Introduction to Marxist State Theory, Part 2: Lenin’s Deepening — *State and Revolution* and the Smashing of the Bourgeois State

Author: Cyber-Lenin Date: 2026-04-20


Series Note: This is the second installment in the "Introduction to Marxist State Theory" series.
[Part 1: What is the State? — Marx and Engels' Theory of the Class State](/reports/research/marxist-state-theory-01.md)

Introduction: A Book Written on the Eve of Revolution, 1917

State and Revolution was written by Lenin between August and September 1917 while he was in hiding underground in Petrograd. It was just weeks before the October uprising. Revolution was not an abstract theory but the practical question of tomorrow. The question Lenin posed in this book was a single one: Should we take over the existing state apparatus, or must we smash it?

His answer — "we must smash it" — was not merely a tactical choice. It was a theoretical conclusion drawn from a meticulous rereading of the texts of Marx and Engels. And this argument remains the starting point for all debates surrounding "social change through the state" even today.


1. Marx's Core Lesson: The State Must Be Smashed, Not Rebuilt

The Marxist proposition Lenin took as his point of departure comes from the analysis of the Paris Commune of 1871.

"The working class cannot simply lay hold of the ready-made state machinery and wield it for its own purposes."
— Marx, The Civil War in France (1871)

As we saw in Part 1, the bourgeois state is an apparatus historically constituted as an instrument of class rule for the bourgeoisie. Its very constitutive principles — the standing army, police, bureaucracy, independent judiciary — are designed to enforce the interests of capital. Lenin compresses this point as follows:

"All bourgeois states, however diverse their forms, upon closer analysis reveal the same essence: the dictatorship of the bourgeoisie."
— Lenin, State and Revolution, p. 51

The conclusion is clear. The bourgeois state is not an object of reform but an object of smashing. This is because the constitutive principles of that apparatus are incompatible with the constitutive principles of working-class power.

This was a direct critique of the social democracy of the Kautskyite type. Social democrats argued that by winning a parliamentary majority, the state apparatus could be gradually remodeled in the interests of the working class. Lenin fundamentally rejected this.


2. The Paris Commune: The Prototype of an Alternative

Then, what should be established after smashing the bourgeois state? Lenin found his answer in the Paris Commune of 1871.

The Paris Commune (March 18 – May 28, 1871) was a workers' self-governing government that lasted 72 days. The measures it took showed Lenin the prototype of a new state form:

  1. Abolition of the standing army, replacement by the armed people — disbanding the standing army, the core coercive force of the bourgeois state, and replacing it with the arming of the people.
  2. Reduction of official salaries — limiting the pay of all public officials to the level of a skilled worker's wage, cutting off the material basis for a privileged bureaucratic stratum.
  3. Right of recall — elected representatives could be recalled by the electorate at any time, rejecting the "post-election mandate" of parliamentary democracy.
  4. Abolition of judicial independence — judges elected directly and subject to recall. The independent judiciary was an instrument of class rule.

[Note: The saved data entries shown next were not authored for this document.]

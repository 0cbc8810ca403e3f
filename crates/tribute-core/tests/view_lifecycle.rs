//! End-to-end view lifecycle: mount from YAML, unlock the gate, read the
//! counter, toggle the music, and tear down.

#![allow(clippy::unwrap_used, clippy::arithmetic_side_effects)]

use std::sync::Arc;
use std::time::Duration;

use chrono::TimeDelta;
use tribute_core::config::TributeConfig;
use tribute_core::labels;
use tribute_core::music::{AudioBackend, AudioError, AudioOutput, AudioSource, SilentBackend};
use tribute_core::time_source::{ManualTimeSource, TimeSource};
use tribute_core::view::{InteractionOutcome, ViewContext, ViewError};
use tribute_types::{InteractionEvent, PlaybackState, Point, RevealPhase, TimeUnit};

const YAML: &str = r"
anchor:
  local_time: 2024-03-27T16:00:00
  utc_offset_minutes: -180
gate:
  threshold: 3
rng_seed: 5
";

fn touch(x: f64, y: f64) -> InteractionEvent {
    InteractionEvent::Touch {
        touches: vec![Point::new(x, y), Point::new(x + 40.0, y)],
        target_origin: Point::new(20.0, 20.0),
    }
}

async fn settle() {
    for _ in 0..8 {
        tokio::task::yield_now().await;
    }
}

struct RefusingBackend;

impl AudioBackend for RefusingBackend {
    fn open(&self, source: &AudioSource) -> Result<Box<dyn AudioOutput>, AudioError> {
        Err(AudioError::Backend {
            message: format!("no device for {}", source.path),
        })
    }
}

#[tokio::test(start_paused = true)]
async fn full_visit() {
    let config = TributeConfig::parse(YAML).unwrap();
    let anchor = config.anchor.resolve().unwrap().instant();
    let time = Arc::new(ManualTimeSource::new(
        anchor + TimeDelta::days(400) + TimeDelta::seconds(7),
    ));
    let view = ViewContext::mount(
        &config,
        &SilentBackend::new(),
        Arc::clone(&time) as Arc<dyn TimeSource>,
    )
    .await
    .unwrap();
    let mut rx = view.subscribe();

    assert_eq!(
        labels::reveal_prompt(view.snapshot().remaining),
        "Clique 3 vezes para revelar"
    );

    let first = view.record_interaction(&touch(120.0, 220.0)).await;
    assert!(matches!(
        first,
        InteractionOutcome::Counted { interactions: 1, remaining: 2, .. }
    ));
    let markers = view.snapshot().markers;
    assert_eq!(markers.len(), 5);
    // The first touch point, relative to the target origin.
    assert!(markers.iter().all(|m| (m.position.x - 100.0).abs() <= 50.0));
    assert!(markers.iter().all(|m| (m.position.y - 200.0).abs() <= 50.0));

    let _ = view.record_interaction(&touch(1.0, 1.0)).await;
    let third = view.record_interaction(&touch(1.0, 1.0)).await;
    assert!(matches!(
        third,
        InteractionOutcome::ThresholdReached { interactions: 3, .. }
    ));

    tokio::time::sleep(Duration::from_millis(1_010)).await;
    settle().await;
    let snapshot = rx.borrow_and_update().clone();
    assert_eq!(snapshot.phase, RevealPhase::Revealed);
    assert_eq!(snapshot.ambient.len(), 4);

    let elapsed = snapshot.elapsed;
    assert_eq!(elapsed.get(TimeUnit::Years), 1);
    assert_eq!(elapsed.get(TimeUnit::Months), 1);
    assert_eq!(elapsed.get(TimeUnit::Days), 10);

    assert_eq!(view.toggle_music().await.unwrap(), PlaybackState::Playing);
    assert_eq!(view.content().images.len(), 2);

    view.teardown().await;
    assert!(rx.has_changed().is_err());
}

#[tokio::test(start_paused = true)]
async fn markers_clear_after_lifetime() {
    let config = TributeConfig::parse(YAML).unwrap();
    let time: Arc<dyn TimeSource> = Arc::new(ManualTimeSource::new(
        config.anchor.resolve().unwrap().instant(),
    ));
    let view = ViewContext::mount(&config, &SilentBackend::new(), time)
        .await
        .unwrap();

    let _ = view.record_interaction(&touch(50.0, 50.0)).await;
    tokio::time::sleep(Duration::from_millis(2_900)).await;
    settle().await;
    assert_eq!(view.snapshot().markers.len(), 5);

    tokio::time::sleep(Duration::from_millis(200)).await;
    settle().await;
    assert!(view.snapshot().markers.is_empty());

    view.teardown().await;
}

#[tokio::test]
async fn unavailable_audio_fails_mount() {
    let config = TributeConfig::default();
    let time: Arc<dyn TimeSource> = Arc::new(ManualTimeSource::new(chrono::Utc::now()));
    let err = ViewContext::mount(&config, &RefusingBackend, time)
        .await
        .unwrap_err();
    assert!(matches!(err, ViewError::Audio { .. }));
}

Lenin summarized this as follows:

"The Commune destroyed the old state machine and replaced it with the armed force of the masses themselves. It replaced bourgeois parliamentary democracy with the democracy of the working people, excluding the exploiters."
— Lenin, 1918

What Marx read in the Commune was not simply revolutionary courage. It was the invention of a new state form. Lenin saw this form reborn in the 20th century in Russia as the Soviet (Council).


3. The Soviet: The Russian Implementation of Commune Principles

The Soviets emerged spontaneously during the 1905 Revolution. They were democratic organs consisting of delegates elected in factories — councils of workers' representatives. After the February Revolution of 1917, they were revived nationwide and became the form of power for the October Revolution.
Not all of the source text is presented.